§ AIM OF THE EXERCISE: In full and without alteration, give the listing again.

§ AVAILABLE DATA:
----

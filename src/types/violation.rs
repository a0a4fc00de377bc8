//! Violation codes and their messages
//!
//! Every rejection the engine can produce is one of these codes. Codes are
//! small integers with a fixed message each; looking up a code outside the
//! table yields no message rather than an error.

use std::fmt;

/// Code to message table, indexed by code
const MESSAGES: [&str; 7] = [
    "account-not-initialized",
    "card-not-active",
    "account-already-initialized",
    "insufficient-limit",
    "doubled-transaction",
    "high-frequency-small-interval",
    "blocked-merchant",
];

/// Reason an initialization or transaction was not applied
#[derive(Debug, Clone, Copy, PartialEq, Eq, Hash)]
#[repr(u8)]
pub enum Violation {
    AccountNotInitialized = 0,
    CardNotActive = 1,
    AccountAlreadyInitialized = 2,
    InsufficientLimit = 3,
    DoubledTransaction = 4,
    HighFrequencySmallInterval = 5,
    BlockedMerchant = 6,
}

impl Violation {
    /// Numeric code of this violation
    pub fn code(self) -> i32 {
        self as i32
    }

    /// Fixed human-readable message
    pub fn message(self) -> &'static str {
        MESSAGES[self as usize]
    }
}

impl fmt::Display for Violation {
    fn fmt(&self, f: &mut fmt::Formatter<'_>) -> fmt::Result {
        f.write_str(self.message())
    }
}

/// Message for a raw violation code
///
/// Unknown codes, negative ones included, have no message.
pub fn message_for_code(code: i32) -> Option<&'static str> {
    usize::try_from(code)
        .ok()
        .and_then(|index| MESSAGES.get(index))
        .copied()
}
//! Core business logic module
//!
//! This module contains the authorization components:
//! - `config` - Rule parameters (window, frequency threshold, blocklist)
//! - `rules` - The individual transaction checks and their ordering
//! - `engine` - Account ownership, initialization and transaction commit

pub mod config;
pub mod engine;
pub mod rules;

pub use config::RuleConfig;
pub use engine::RuleEngine;
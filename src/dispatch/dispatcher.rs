//! Request dispatcher
//!
//! Routes each decoded request to the matching engine operation and builds
//! the response for it. The dispatcher owns the engine, and through it the
//! one account, for as long as it lives.

use crate::core::{RuleConfig, RuleEngine};
use crate::types::{AccountRequest, AccountView, Request, Response, Transaction, Violation};
use tracing::debug;

/// Routes requests into a RuleEngine
#[derive(Debug, Default)]
pub struct Dispatcher {
    engine: RuleEngine,
}

impl Dispatcher {
    /// Create a dispatcher with the production rules
    pub fn new() -> Self {
        Self::default()
    }

    /// Create a dispatcher with custom rules
    pub fn with_config(config: RuleConfig) -> Self {
        Dispatcher {
            engine: RuleEngine::with_config(config),
        }
    }

    pub fn engine(&self) -> &RuleEngine {
        &self.engine
    }

    /// Handle one request
    ///
    /// The response carries the account snapshot after the request and only
    /// this request's violations.
    pub fn dispatch(&mut self, request: Request) -> Response {
        let violations = match request {
            Request::Account(fields) => self.initialize(fields),
            Request::Transaction(tx) => self.authorize(tx),
        };

        if !violations.is_empty() {
            debug!(?violations, "request rejected");
        }

        let mut response = Response::new(self.engine.account().map(AccountView::from));
        for violation in violations {
            response.add_violation(violation.code());
        }
        response
    }

    fn initialize(&mut self, fields: AccountRequest) -> Vec<Violation> {
        let (_, violation) = self.engine.initialize(fields.active, fields.limit);
        violation.into_iter().collect()
    }

    fn authorize(&mut self, tx: Transaction) -> Vec<Violation> {
        self.engine.apply_transaction(tx)
    }
}
//! Transaction rules for an active account
//!
//! Each check looks at the incoming transaction against the account's
//! current state. `evaluate` runs them in their fixed order and combines the
//! results; it never mutates the account.

use crate::core::config::RuleConfig;
use crate::types::{Account, Transaction, Violation};
use tracing::debug;

/// Prior transaction with the same merchant and amount inside the window
pub fn find_duplicate<'a>(
    history: &'a [Transaction],
    tx: &Transaction,
    config: &RuleConfig,
) -> Option<&'a Transaction> {
    history
        .iter()
        .find(|prior| prior.is_similar_to(tx) && prior.is_within(tx.time, config.window))
}

/// Prior transaction that brings the in-window count up to the threshold
///
/// Scans history in stored order and stops at the first transaction that
/// reaches `max_transactions`; that transaction is returned.
pub fn find_frequency_breach<'a>(
    history: &'a [Transaction],
    tx: &Transaction,
    config: &RuleConfig,
) -> Option<&'a Transaction> {
    let mut in_window = 0;
    for prior in history {
        if prior.is_within(tx.time, config.window) {
            in_window += 1;
        }
        if in_window >= config.max_transactions {
            return Some(prior);
        }
    }
    None
}

pub fn exceeds_limit(account: &Account, tx: &Transaction) -> bool {
    tx.amount > account.limit()
}

/// Run every rule for an active account and collect the violations
///
/// The limit check is skipped once the duplicate or frequency check fired.
/// The blocklist check always runs.
pub fn evaluate(account: &Account, tx: &Transaction, config: &RuleConfig) -> Vec<Violation> {
    let mut violations = Vec::new();
    let history = account.history();

    let duplicate = find_duplicate(history, tx, config);
    if let Some(prior) = duplicate {
        debug!(
            merchant = %tx.merchant,
            amount = tx.amount,
            prior_time = %prior.time,
            "doubled transaction"
        );
        violations.push(Violation::DoubledTransaction);
    }

    let breach = find_frequency_breach(history, tx, config);
    if let Some(prior) = breach {
        debug!(
            merchant = %tx.merchant,
            blamed_merchant = %prior.merchant,
            blamed_time = %prior.time,
            "high frequency in small interval"
        );
        violations.push(Violation::HighFrequencySmallInterval);
    }

    if duplicate.is_none() && breach.is_none() && exceeds_limit(account, tx) {
        debug!(
            amount = tx.amount,
            limit = account.limit(),
            "insufficient limit"
        );
        violations.push(Violation::InsufficientLimit);
    }

    if config.is_blocked(&tx.merchant) {
        debug!(merchant = %tx.merchant, "blocked merchant");
        violations.push(Violation::BlockedMerchant);
    }

    violations
}
//! Transaction-related types for the card authorizer
//!
//! A transaction is a single card purchase attempt as supplied by the caller.
//! Timestamps come from the request itself and are only ever compared with
//! each other, never with the wall clock.

use chrono::{DateTime, Duration, Utc};
use serde::{Deserialize, Serialize};

/// Amount in minor currency units
///
/// Signed so that limits initialized below zero are representable.
pub type Amount = i64;

/// Caller-supplied point in time (RFC 3339 on the wire)
pub type Timestamp = DateTime<Utc>;

/// A card transaction submitted for authorization
#[derive(Debug, Clone, PartialEq, Eq, Serialize, Deserialize)]
pub struct Transaction {
    /// Merchant name, arbitrary text
    pub merchant: String,

    /// Amount in minor units
    ///
    /// Negative values are not rejected; amount validation is not one of
    /// the authorization rules.
    pub amount: Amount,

    /// When the transaction happened
    #[serde(alias = "timestamp")]
    pub time: Timestamp,
}

impl Transaction {
    /// Create a new transaction
    pub fn new(merchant: impl Into<String>, amount: Amount, time: Timestamp) -> Self {
        Transaction {
            merchant: merchant.into(),
            amount,
            time,
        }
    }

    /// Absolute time distance between this transaction and `time`
    pub fn distance_to(&self, time: Timestamp) -> Duration {
        if self.time >= time {
            self.time - time
        } else {
            time - self.time
        }
    }

    /// Whether this transaction lies within `window` of `time`, bounds included
    pub fn is_within(&self, time: Timestamp, window: Duration) -> bool {
        self.distance_to(time) <= window
    }

    /// Same merchant and same amount, regardless of time
    pub fn is_similar_to(&self, other: &Transaction) -> bool {
        self.merchant == other.merchant && self.amount == other.amount
    }
}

----

§ EXERCISE ANSWER:
filename src/types/violation.rs
repository a0a4fc00de377bc8
//! Violation codes and their messages
//!
//! Every rejection the engine can produce is one of these codes. Codes are
//! small integers with a fixed message each; looking up a code outside the
//! table yields no message rather than an error.

use std::fmt;

/// Code to message table, indexed by code
const MESSAGES: [&str; 7] = [
    "account-not-initialized",
    "card-not-active",
    "account-already-initialized",
    "insufficient-limit",
    "doubled-transaction",
    "high-frequency-small-interval",
    "blocked-merchant",
];

/// Reason an initialization or transaction was not applied
#[derive(Debug, Clone, Copy, PartialEq, Eq, Hash)]
#[repr(u8)]
pub enum Violation {
    AccountNotInitialized = 0,
    CardNotActive = 1,
    AccountAlreadyInitialized = 2,
    InsufficientLimit = 3,
    DoubledTransaction = 4,
    HighFrequencySmallInterval = 5,
    BlockedMerchant = 6,
}

impl Violation {
    /// Numeric code of this violation
    pub fn code(self) -> i32 {
        self as i32
    }

    /// Fixed human-readable message
    pub fn message(self) -> &'static str {
        MESSAGES[self as usize]
    }
}

impl fmt::Display for Violation {
    fn fmt(&self, f: &mut fmt::Formatter<'_>) -> fmt::Result {
        f.write_str(self.message())
    }
}

/// Message for a raw violation code
///
/// Unknown codes, negative ones included, have no message.
pub fn message_for_code(code: i32) -> Option<&'static str> {
    usize::try_from(code)
        .ok()
        .and_then(|index| MESSAGES.get(index))
        .copied()
}
//! Core business logic module
//!
//! This module contains the authorization components:
//! - `config` - Rule parameters (window, frequency threshold, blocklist)
//! - `rules` - The individual transaction checks and their ordering
//! - `engine` - Account ownership, initialization and transaction commit

pub mod config;
pub mod engine;
pub mod rules;

pub use config::RuleConfig;
pub use engine::RuleEngine;
filename src/dispatch/dispatcher.rs
//! Request dispatcher
//!
//! Routes each decoded request to the matching engine operation and builds
//! the response for it. The dispatcher owns the engine, and through it the
//! one account, for as long as it lives.

use crate::core::{RuleConfig, RuleEngine};
use crate::types::{AccountRequest, AccountView, Request, Response, Transaction, Violation};
use tracing::debug;

/// Routes requests into a RuleEngine
#[derive(Debug, Default)]
pub struct Dispatcher {
    engine: RuleEngine,
}

impl Dispatcher {
    /// Create a dispatcher with the production rules
    pub fn new() -> Self {
        Self::default()
    }

    /// Create a dispatcher with custom rules
    pub fn with_config(config: RuleConfig) -> Self {
        Dispatcher {
            engine: RuleEngine::with_config(config),
        }
    }

    pub fn engine(&self) -> &RuleEngine {
        &self.engine
    }

    /// Handle one request
    ///
    /// The response carries the account snapshot after the request and only
    /// this request's violations.
    pub fn dispatch(&mut self, request: Request) -> Response {
        let violations = match request {
            Request::Account(fields) => self.initialize(fields),
            Request::Transaction(tx) => self.authorize(tx),
        };

        if !violations.is_empty() {
            debug!(?violations, "request rejected");
        }

        let mut response = Response::new(self.engine.account().map(AccountView::from));
        for violation in violations {
            response.add_violation(violation.code());
        }
        response
    }

    fn initialize(&mut self, fields: AccountRequest) -> Vec<Violation> {
        let (_, violation) = self.engine.initialize(fields.active, fields.limit);
        violation.into_iter().collect()
    }

    fn authorize(&mut self, tx: Transaction) -> Vec<Violation> {
        self.engine.apply_transaction(tx)
    }
}
//! Transaction rules for an active account
//!
//! Each check looks at the incoming transaction against the account's
//! current state. `evaluate` runs them in their fixed order and combines the
//! results; it never mutates the account.

use crate::core::config::RuleConfig;
use crate::types::{Account, Transaction, Violation};
use tracing::debug;

/// Prior transaction with the same merchant and amount inside the window
pub fn find_duplicate<'a>(
    history: &'a [Transaction],
    tx: &Transaction,
    config: &RuleConfig,
) -> Option<&'a Transaction> {
    history
        .iter()
        .find(|prior| prior.is_similar_to(tx) && prior.is_within(tx.time, config.window))
}

/// Prior transaction that brings the in-window count up to the threshold
///
/// Scans history in stored order and stops at the first transaction that
/// reaches `max_transactions`; that transaction is returned.
pub fn find_frequency_breach<'a>(
    history: &'a [Transaction],
    tx: &Transaction,
    config: &RuleConfig,
) -> Option<&'a Transaction> {
    let mut in_window = 0;
    for prior in history {
        if prior.is_within(tx.time, config.window) {
            in_window += 1;
        }
        if in_window >= config.max_transactions {
            return Some(prior);
        }
    }
    None
}

pub fn exceeds_limit(account: &Account, tx: &Transaction) -> bool {
    tx.amount > account.limit()
}

/// Run every rule for an active account and collect the violations
///
/// The limit check is skipped once the duplicate or frequency check fired.
/// The blocklist check always runs.
pub fn evaluate(account: &Account, tx: &Transaction, config: &RuleConfig) -> Vec<Violation> {
    let mut violations = Vec::new();
    let history = account.history();

    let duplicate = find_duplicate(history, tx, config);
    if let Some(prior) = duplicate {
        debug!(
            merchant = %tx.merchant,
            amount = tx.amount,
            prior_time = %prior.time,
            "doubled transaction"
        );
        violations.push(Violation::DoubledTransaction);
    }

    let breach = find_frequency_breach(history, tx, config);
    if let Some(prior) = breach {
        debug!(
            merchant = %tx.merchant,
            blamed_merchant = %prior.merchant,
            blamed_time = %prior.time,
            "high frequency in small interval"
        );
        violations.push(Violation::HighFrequencySmallInterval);
    }

    if duplicate.is_none() && breach.is_none() && exceeds_limit(account, tx) {
        debug!(
            amount = tx.amount,
            limit = account.limit(),
            "insufficient limit"
        );
        violations.push(Violation::InsufficientLimit);
    }

    if config.is_blocked(&tx.merchant) {
        debug!(merchant = %tx.merchant, "blocked merchant");
        violations.push(Violation::BlockedMerchant);
    }

    violations
}
//! Transaction-related types for the card authorizer
//!
//! A transaction is a single card purchase attempt as supplied by the caller.
//! Timestamps come from the request itself and are only ever compared with
//! each other, never with the wall clock.

use chrono::{DateTime, Duration, Utc};
use serde::{Deserialize, Serialize};

/// Amount in minor currency units
///
/// Signed so that limits initialized below zero are representable.
pub type Amount = i64;

/// Caller-supplied point in time (RFC 3339 on the wire)
pub type Timestamp = DateTime<Utc>;

/// A card transaction submitted for authorization
#[derive(Debug, Clone, PartialEq, Eq, Serialize, Deserialize)]
pub struct Transaction {
    /// Merchant name, arbitrary text
    pub merchant: String,

    /// Amount in minor units
    ///
    /// Negative values are not rejected; amount validation is not one of
    /// the authorization rules.
    pub amount: Amount,

    /// When the transaction happened
    #[serde(alias = "timestamp")]
    pub time: Timestamp,
}

impl Transaction {
    /// Create a new transaction
    pub fn new(merchant: impl Into<String>, amount: Amount, time: Timestamp) -> Self {
        Transaction {
            merchant: merchant.into(),
            amount,
            time,
        }
    }

    /// Absolute time distance between this transaction and `time`
    pub fn distance_to(&self, time: Timestamp) -> Duration {
        if self.time >= time {
            self.time - time
        } else {
            time - self.time
        }
    }

    /// Whether this transaction lies within `window` of `time`, bounds included
    pub fn is_within(&self, time: Timestamp, window: Duration) -> bool {
        self.distance_to(time) <= window
    }

    /// Same merchant and same amount, regardless of time
    pub fn is_similar_to(&self, other: &Transaction) -> bool {
        self.merchant == other.merchant && self.amount == other.amount
    }
}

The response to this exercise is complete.